§ Task objective:
Print the first line of the records below and every line after it, up to and including the line with "a red parent.". Print nothing else.

[Stored data]
|---|

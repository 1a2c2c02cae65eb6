//! A Red-Black tree.
//!
//! Every node is coloured red or black such that:
//!
//! 1. The root is black.
//! 2. A red node never has a red parent.
//! 3. Every path from the root down to a missing child passes the same number of black nodes.
//!
//! Insertion colours the new node red (black if it is the root) and then repairs any red-red
//! pair by recolouring when the uncle is red, or by rotating when it is not. Removal repairs a
//! lost black node with the usual sibling case analysis.
//!
//! # Examples
//!
//! ```
//! use search_trees::{Color, RedBlackTree};
//!
//! let mut tree = RedBlackTree::new();
//! tree.insert(10).unwrap();
//! assert_eq!(tree.root().unwrap().color(), Color::Black);
//!
//! assert_eq!(tree.insert(15).unwrap().color(), Color::Red);
//! assert_eq!(tree.insert(5).unwrap().color(), Color::Red);
//! assert_eq!(tree.to_string(), "5,10,15");
//! assert_eq!(tree.height(), 1);
//! assert!(tree.is_valid());
//! ```

use log::trace;

use crate::error::{Result, TreeError};
use crate::node::{Color, NodeId};
use crate::tree::{Rebalance, Removal, Tree};

/// Colour-driven rebalancing.
#[derive(Debug, Clone, Copy, Default)]
pub struct RedBlack;

/// A Binary Search Tree kept balanced with red-black colouring.
pub type RedBlackTree<T> = Tree<T, RedBlack>;

impl Rebalance for RedBlack {
    fn after_insert<T>(tree: &mut Tree<T, Self>, inserted: NodeId) -> Result<()> {
        let color = if tree.parent_of(inserted).is_none() {
            Color::Black
        } else {
            Color::Red
        };
        tree.set_color(inserted, color);

        // A repair at `node` leaves at worst a red-red pair between its grandparent and the
        // grandparent's parent, so the walk moves up two levels at a time.
        let mut current = Some(inserted);
        while let Some(node) = current {
            balance(tree, node)?;
            current = tree.parent_of(node).and_then(|parent| tree.parent_of(parent));
        }

        Ok(())
    }

    fn after_remove<T>(tree: &mut Tree<T, Self>, removal: &Removal) -> Result<()> {
        if removal.removed_color.is_black() {
            repair_removal(tree, removal.filler, removal.filler_parent)?;
        }

        Ok(())
    }
}

impl<T> Tree<T, RedBlack> {
    /// Checks all three colour rules over the whole tree.
    pub fn is_valid(&self) -> bool {
        match self.root() {
            None => true,
            Some(root) => root.color().is_black() && self.black_height(Some(root.id())).is_some(),
        }
    }

    /// The number of black nodes on every path below `node`, or `None` if the paths disagree or
    /// a red node has a red child.
    fn black_height(&self, node: Option<NodeId>) -> Option<usize> {
        let Some(id) = node else {
            return Some(1);
        };
        let color = self.nodes.get(id).color;
        let left = self.left_of(id);
        let right = self.right_of(id);

        if color.is_red() && (self.is_red(left) || self.is_red(right)) {
            return None;
        }
        if !color.is_red() && !color.is_black() {
            return None;
        }

        let left_height = self.black_height(left)?;
        let right_height = self.black_height(right)?;
        if left_height != right_height {
            return None;
        }

        Some(left_height + usize::from(color.is_black()))
    }

    fn is_red(&self, node: Option<NodeId>) -> bool {
        self.nodes.color_of(node).is_red()
    }
}

/// Repairs a red node whose parent is also red, given that `node` is the lower of the two.
fn balance<T>(tree: &mut Tree<T, RedBlack>, node: NodeId) -> Result<()> {
    let Some(parent) = tree.parent_of(node) else {
        return Ok(());
    };
    let Some(grandparent) = tree.parent_of(parent) else {
        return Ok(());
    };
    if !(tree.is_red(Some(node)) && tree.is_red(Some(parent))) {
        return Ok(());
    }

    let uncle = tree.nodes.uncle(node);
    if tree.is_red(uncle) {
        recolor(tree, parent, uncle, grandparent);
        return Ok(());
    }

    let parent_is_left = tree.left_of(grandparent) == Some(parent);
    let node_is_left = tree.left_of(parent) == Some(node);
    let top = match (parent_is_left, node_is_left) {
        (true, true) => tree.rotate_right(grandparent)?,
        (true, false) => {
            tree.rotate_left(parent)?;
            tree.rotate_right(grandparent)?
        }
        (false, false) => tree.rotate_left(grandparent)?,
        (false, true) => {
            tree.rotate_right(parent)?;
            tree.rotate_left(grandparent)?
        }
    };
    swap_colors(tree, grandparent, top);

    Ok(())
}

/// The red-uncle case: push the grandparent's blackness down one level.
fn recolor<T>(
    tree: &mut Tree<T, RedBlack>,
    parent: NodeId,
    uncle: Option<NodeId>,
    grandparent: NodeId,
) {
    tree.set_color(parent, Color::Black);
    if let Some(uncle) = uncle {
        tree.set_color(uncle, Color::Black);
    }
    let grandparent_color = if grandparent == tree.root {
        Color::Black
    } else {
        Color::Red
    };
    tree.set_color(grandparent, grandparent_color);
    trace!("recoloured below {}", grandparent);
}

fn swap_colors<T>(tree: &mut Tree<T, RedBlack>, a: NodeId, b: NodeId) {
    let a_color = tree.nodes.get(a).color;
    let b_color = tree.nodes.get(b).color;
    tree.set_color(a, b_color);
    tree.set_color(b, a_color);
}

/// Restores the black height after a black node left the position now held by `node` (which
/// may be a missing child of `parent`).
fn repair_removal<T>(
    tree: &mut Tree<T, RedBlack>,
    mut node: Option<NodeId>,
    mut parent: Option<NodeId>,
) -> Result<()> {
    while node != Some(tree.root) && !tree.is_red(node) {
        let Some(above) = parent else {
            break;
        };

        if tree.left_of(above) == node {
            let mut sibling = tree
                .right_of(above)
                .ok_or(TreeError::Structure("black height deficit without a sibling"))?;
            if tree.is_red(Some(sibling)) {
                // Make the sibling black so one of the cases below applies.
                tree.set_color(sibling, Color::Black);
                tree.set_color(above, Color::Red);
                tree.rotate_left(above)?;
                sibling = tree
                    .right_of(above)
                    .ok_or(TreeError::Structure("rotation left no sibling behind"))?;
            }

            let near = tree.left_of(sibling);
            let far = tree.right_of(sibling);
            if !tree.is_red(near) && !tree.is_red(far) {
                // Take a black from both sides and push the deficit up.
                tree.set_color(sibling, Color::Red);
                node = Some(above);
                parent = tree.parent_of(above);
                continue;
            }

            if !tree.is_red(far) {
                if let Some(near) = near {
                    tree.set_color(near, Color::Black);
                }
                tree.set_color(sibling, Color::Red);
                sibling = tree.rotate_right(sibling)?;
            }

            let above_color = tree.nodes.get(above).color;
            tree.set_color(sibling, above_color);
            tree.set_color(above, Color::Black);
            if let Some(far) = tree.right_of(sibling) {
                tree.set_color(far, Color::Black);
            }
            tree.rotate_left(above)?;
        } else {
            let mut sibling = tree
                .left_of(above)
                .ok_or(TreeError::Structure("black height deficit without a sibling"))?;
            if tree.is_red(Some(sibling)) {
                tree.set_color(sibling, Color::Black);
                tree.set_color(above, Color::Red);
                tree.rotate_right(above)?;
                sibling = tree
                    .left_of(above)
                    .ok_or(TreeError::Structure("rotation left no sibling behind"))?;
            }

            let near = tree.right_of(sibling);
            let far = tree.left_of(sibling);
            if !tree.is_red(near) && !tree.is_red(far) {
                tree.set_color(sibling, Color::Red);
                node = Some(above);
                parent = tree.parent_of(above);
                continue;
            }

            if !tree.is_red(far) {
                if let Some(near) = near {
                    tree.set_color(near, Color::Black);
                }
                tree.set_color(sibling, Color::Red);
                sibling = tree.rotate_left(sibling)?;
            }

            let above_color = tree.nodes.get(above).color;
            tree.set_color(sibling, above_color);
            tree.set_color(above, Color::Black);
            if let Some(far) = tree.left_of(sibling) {
                tree.set_color(far, Color::Black);
            }
            tree.rotate_right(above)?;
        }

        node = Some(tree.root);
        break;
    }

    if let Some(node) = node {
        tree.set_color(node, Color::Black);
    }
    trace!("repaired black height after removal");

    Ok(())
}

|---|

§ Expected output:
repository 1a2c2c02cae65eb6
//! A Red-Black tree.
//!
//! Every node is coloured red or black such that:
//!
//! 1. The root is black.
//! 2. A red node never has a red parent.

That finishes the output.